DATASET ENTRIES: Begin

//! Graph description: subgraphs, modules, links and external ports.
//!
//! These are the serde forms of what a graph-open command carries.
//! [`GraphConfig::open_request`] turns them into a
//! [`GraphOpenRequest`] backed by [`BasicModule`] instances.

use cadence_core::{
    BasicModule, DataFormat, ExternalInputDecl, GraphOpenRequest, MediaFormat, ModuleFlags,
    ModuleId, ModuleSpec, PortId, PortKey, Scenario, SubgraphDecl, SubgraphId,
};
use serde::{Deserialize, Serialize};

/// A (module, port) reference, written `{ module = 0x10, port = 1 }`.
#[derive(Debug, Clone, Copy, Serialize, Deserialize, PartialEq, Eq, PartialOrd, Ord, Hash)]
pub struct PortRef {
    /// Module instance id.
    pub module: u32,
    /// Port id on that module.
    pub port: u32,
}

impl PortRef {
    /// Creates a port reference.
    pub const fn new(module: u32, port: u32) -> Self {
        Self { module, port }
    }
}

impl From<PortRef> for PortKey {
    fn from(r: PortRef) -> Self {
        PortKey::new(r.module, r.port)
    }
}

impl std::fmt::Display for PortRef {
    fn fmt(&self, f: &mut std::fmt::Formatter<'_>) -> std::fmt::Result {
        write!(f, "0x{:X}:{}", self.module, self.port)
    }
}

/// Scenario tag of a subgraph.
#[derive(Debug, Clone, Copy, Default, Serialize, Deserialize, PartialEq, Eq)]
#[serde(rename_all = "snake_case")]
pub enum ScenarioConfig {
    /// No extra constraints.
    #[default]
    Default,
    /// Voice path.
    Voice,
}

impl From<ScenarioConfig> for Scenario {
    fn from(s: ScenarioConfig) -> Self {
        match s {
            ScenarioConfig::Default => Scenario::Default,
            ScenarioConfig::Voice => Scenario::Voice,
        }
    }
}

/// Data format of a declared media format.
#[derive(Debug, Clone, Copy, Default, Serialize, Deserialize, PartialEq, Eq)]
#[serde(rename_all = "snake_case")]
pub enum FormatKind {
    /// Linear PCM.
    #[default]
    Pcm,
    /// Packetized data with PCM timing.
    Packetized,
    /// Raw compressed bitstream.
    RawCompressed,
}

/// A media format written in configuration.
#[derive(Debug, Clone, Copy, Serialize, Deserialize, PartialEq, Eq)]
pub struct MediaFormatConfig {
    /// Data format.
    #[serde(default)]
    pub format: FormatKind,
    /// Sample rate in Hz.
    pub sample_rate: u32,
    /// Channel count.
    pub channels: u16,
    /// Bits per sample.
    pub bits_per_sample: u16,
}

impl From<MediaFormatConfig> for MediaFormat {
    fn from(m: MediaFormatConfig) -> Self {
        MediaFormat {
            data_format: match m.format {
                FormatKind::Pcm => DataFormat::Pcm,
                FormatKind::Packetized => DataFormat::Packetized,
                FormatKind::RawCompressed => DataFormat::RawCompressed,
            },
            sample_rate: m.sample_rate,
            channels: m.channels,
            bits_per_sample: m.bits_per_sample,
        }
    }
}

/// A subgraph declaration.
#[derive(Debug, Clone, Copy, Serialize, Deserialize, PartialEq, Eq)]
pub struct SubgraphConfig {
    /// Subgraph id.
    pub id: u32,
    /// Scenario tag.
    #[serde(default)]
    pub scenario: ScenarioConfig,
}

fn default_true() -> bool {
    true
}

/// A module instance.
///
/// ```toml
/// [[modules]]
/// id = 0x10
/// subgraph = 1
/// propagates_metadata = true
/// delay_us = 250
/// inputs = [0]
/// outputs = [1]
/// ```
#[derive(Debug, Clone, Serialize, Deserialize, PartialEq, Eq)]
pub struct ModuleConfig {
    /// Instance id.
    pub id: u32,
    /// Owning subgraph.
    pub subgraph: u32,
    /// Produces data without an input.
    #[serde(default)]
    pub source: bool,
    /// Consumes data without an output.
    #[serde(default)]
    pub sink: bool,
    /// Runs at a real-time cadence.
    #[serde(default)]
    pub real_time: bool,
    /// Carries metadata from inputs to outputs.
    #[serde(default)]
    pub propagates_metadata: bool,
    /// Attached only at the next connect.
    #[serde(default)]
    pub elementary: bool,
    /// Algorithmic delay in microseconds.
    #[serde(default)]
    pub delay_us: u32,
    /// Processing load in kilo-packets per second.
    #[serde(default)]
    pub kpps: u32,
    /// Bus bandwidth in bytes per second.
    #[serde(default)]
    pub bw_bytes_per_sec: u32,
    /// Stack the module needs, in bytes.
    #[serde(default)]
    pub stack_bytes: usize,
    /// Allows island duty cycling.
    #[serde(default = "default_true")]
    pub allows_duty_cycling: bool,
    /// Input port ids.
    #[serde(default)]
    pub inputs: Vec<u32>,
    /// Output port ids.
    #[serde(default)]
    pub outputs: Vec<u32>,
    /// Control port ids.
    #[serde(default)]
    pub controls: Vec<u32>,
    /// Format a source produces.
    #[serde(default, skip_serializing_if = "Option::is_none")]
    pub output_format: Option<MediaFormatConfig>,
}

impl ModuleConfig {
    /// A module with no ports in `subgraph`.
    pub fn new(id: u32, subgraph: u32) -> Self {
        Self {
            id,
            subgraph,
            source: false,
            sink: false,
            real_time: false,
            propagates_metadata: false,
            elementary: false,
            delay_us: 0,
            kpps: 0,
            bw_bytes_per_sec: 0,
            stack_bytes: 0,
            allows_duty_cycling: true,
            inputs: Vec::new(),
            outputs: Vec::new(),
            controls: Vec::new(),
            output_format: None,
        }
    }

    /// Sets input and output port ids.
    pub fn with_ports(mut self, inputs: &[u32], outputs: &[u32]) -> Self {
        self.inputs = inputs.to_vec();
        self.outputs = outputs.to_vec();
        self
    }

    /// Sets the algorithmic delay.
    pub fn with_delay_us(mut self, delay_us: u32) -> Self {
        self.delay_us = delay_us;
        self
    }

    /// Returns `true` if the module has `port` in any direction.
    pub fn has_port(&self, port: u32) -> bool {
        self.inputs.contains(&port) || self.outputs.contains(&port) || self.controls.contains(&port)
    }

    /// Builds the runtime module description.
    pub fn spec(&self) -> ModuleSpec {
        let mut module = BasicModule::new()
            .with_delay_us(self.delay_us)
            .with_resources(self.kpps, self.bw_bytes_per_sec)
            .with_stack_bytes(self.stack_bytes)
            .with_duty_cycling(self.allows_duty_cycling);
        if let Some(format) = self.output_format {
            module = module.with_output_format(format.into());
        }
        ModuleSpec {
            id: ModuleId(self.id),
            subgraph: SubgraphId(self.subgraph),
            flags: ModuleFlags {
                is_source: self.source,
                is_sink: self.sink,
                real_time: self.real_time,
                propagates_metadata: self.propagates_metadata,
                elementary: self.elementary,
            },
            inputs: self.inputs.iter().copied().map(PortId).collect(),
            outputs: self.outputs.iter().copied().map(PortId).collect(),
            controls: self.controls.iter().copied().map(PortId).collect(),
            module: Box::new(module),
        }
    }
}

/// An internal data link.
#[derive(Debug, Clone, Copy, Serialize, Deserialize, PartialEq, Eq)]
pub struct LinkConfig {
    /// Output port.
    pub from: PortRef,
    /// Input port.
    pub to: PortRef,
}

/// An input fed by another container.
#[derive(Debug, Clone, Copy, Serialize, Deserialize, PartialEq, Eq)]
pub struct ExternalInputConfig {
    /// The port.
    pub port: PortRef,
    /// Media format known up front.
    #[serde(default, skip_serializing_if = "Option::is_none")]
    pub media: Option<MediaFormatConfig>,
}

/// Everything one graph open creates.
#[derive(Debug, Clone, Default, Serialize, Deserialize, PartialEq, Eq)]
pub struct GraphConfig {
    /// Subgraphs.
    #[serde(default)]
    pub subgraphs: Vec<SubgraphConfig>,
    /// Modules.
    #[serde(default)]
    pub modules: Vec<ModuleConfig>,
    /// Internal links.
    #[serde(default)]
    pub links: Vec<LinkConfig>,
    /// Inputs fed by other containers.
    #[serde(default)]
    pub external_inputs: Vec<ExternalInputConfig>,
    /// Outputs feeding other containers.
    #[serde(default)]
    pub external_outputs: Vec<PortRef>,
    /// Control ports linked to other containers.
    #[serde(default)]
    pub external_controls: Vec<PortRef>,
}

impl GraphConfig {
    /// Finds a module by id.
    pub fn module(&self, id: u32) -> Option<&ModuleConfig> {
        self.modules.iter().find(|m| m.id == id)
    }

    /// Returns `true` if `port` is an input of a declared module.
    pub fn is_input(&self, port: PortRef) -> bool {
        self.module(port.module)
            .is_some_and(|m| m.inputs.contains(&port.port))
    }

    /// Returns `true` if `port` is an output of a declared module.
    pub fn is_output(&self, port: PortRef) -> bool {
        self.module(port.module)
            .is_some_and(|m| m.outputs.contains(&port.port))
    }

    /// Builds the graph-open request.
    pub fn open_request(&self) -> GraphOpenRequest {
        GraphOpenRequest {
            subgraphs: self
                .subgraphs
                .iter()
                .map(|s| SubgraphDecl {
                    id: SubgraphId(s.id),
                    scenario: s.scenario.into(),
                })
                .collect(),
            modules: self.modules.iter().map(ModuleConfig::spec).collect(),
            links: self
                .links
                .iter()
                .map(|l| (l.from.into(), l.to.into()))
                .collect(),
            external_inputs: self
                .external_inputs
                .iter()
                .map(|e| ExternalInputDecl {
                    key: e.port.into(),
                    media: e.media.map(Into::into),
                })
                .collect(),
            external_outputs: self.external_outputs.iter().map(|&p| p.into()).collect(),
            external_controls: self.external_controls.iter().map(|&p| p.into()).collect(),
        }
    }
}

#[cfg(test)]
mod tests {
    use super::*;

    fn graph() -> GraphConfig {
        let mut m = ModuleConfig::new(0x10, 1)
            .with_ports(&[0], &[1])
            .with_delay_us(250);
        m.propagates_metadata = true;
        GraphConfig {
            subgraphs: vec![SubgraphConfig {
                id: 1,
                scenario: ScenarioConfig::Voice,
            }],
            modules: vec![m],
            external_inputs: vec![ExternalInputConfig {
                port: PortRef::new(0x10, 0),
                media: Some(MediaFormatConfig {
                    format: FormatKind::Pcm,
                    sample_rate: 48_000,
                    channels: 2,
                    bits_per_sample: 16,
                }),
            }],
            external_outputs: vec![PortRef::new(0x10, 1)],
            ..GraphConfig::default()
        }
    }

    #[test]
    fn module_defaults_from_toml() {
        let m: ModuleConfig = toml::from_str("id = 0x20\nsubgraph = 2\ninputs = [0]").unwrap();
        assert_eq!(m.id, 0x20);
        assert!(m.allows_duty_cycling);
        assert!(!m.propagates_metadata);
        assert_eq!(m.inputs, vec![0]);
        assert!(m.outputs.is_empty());
    }

    #[test]
    fn port_directions() {
        let g = graph();
        assert!(g.is_input(PortRef::new(0x10, 0)));
        assert!(g.is_output(PortRef::new(0x10, 1)));
        assert!(!g.is_output(PortRef::new(0x10, 0)));
        assert!(!g.is_input(PortRef::new(0x99, 0)));
    }

    #[test]
    fn open_request_carries_everything() {
        let req = graph().open_request();
        assert_eq!(req.subgraphs[0].scenario, Scenario::Voice);
        assert_eq!(req.modules.len(), 1);
        assert!(req.modules[0].flags.propagates_metadata);
        assert_eq!(req.modules[0].outputs, vec![PortId(1)]);
        assert_eq!(
            req.external_inputs[0].media,
            Some(MediaFormat::pcm(48_000, 2, 16))
        );
        assert_eq!(req.external_outputs, vec![PortKey::new(0x10, 1)]);
    }

    #[test]
    fn raw_compressed_maps_data_format() {
        let m: MediaFormatConfig = toml::from_str(
            "format = \"raw_compressed\"\nsample_rate = 44100\nchannels = 2\nbits_per_sample = 16",
        )
        .unwrap();
        assert_eq!(MediaFormat::from(m).data_format, DataFormat::RawCompressed);
    }

    #[test]
    fn port_ref_display_is_hex_module() {
        assert_eq!(PortRef::new(0x10, 1).to_string(), "0x10:1");
    }
}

DATASET ENTRIES: End

*WORK ORDER*.
Could you state the number of lines above in which the word "Builds" appears? Give that number by itself.

*SOLUTION*.
2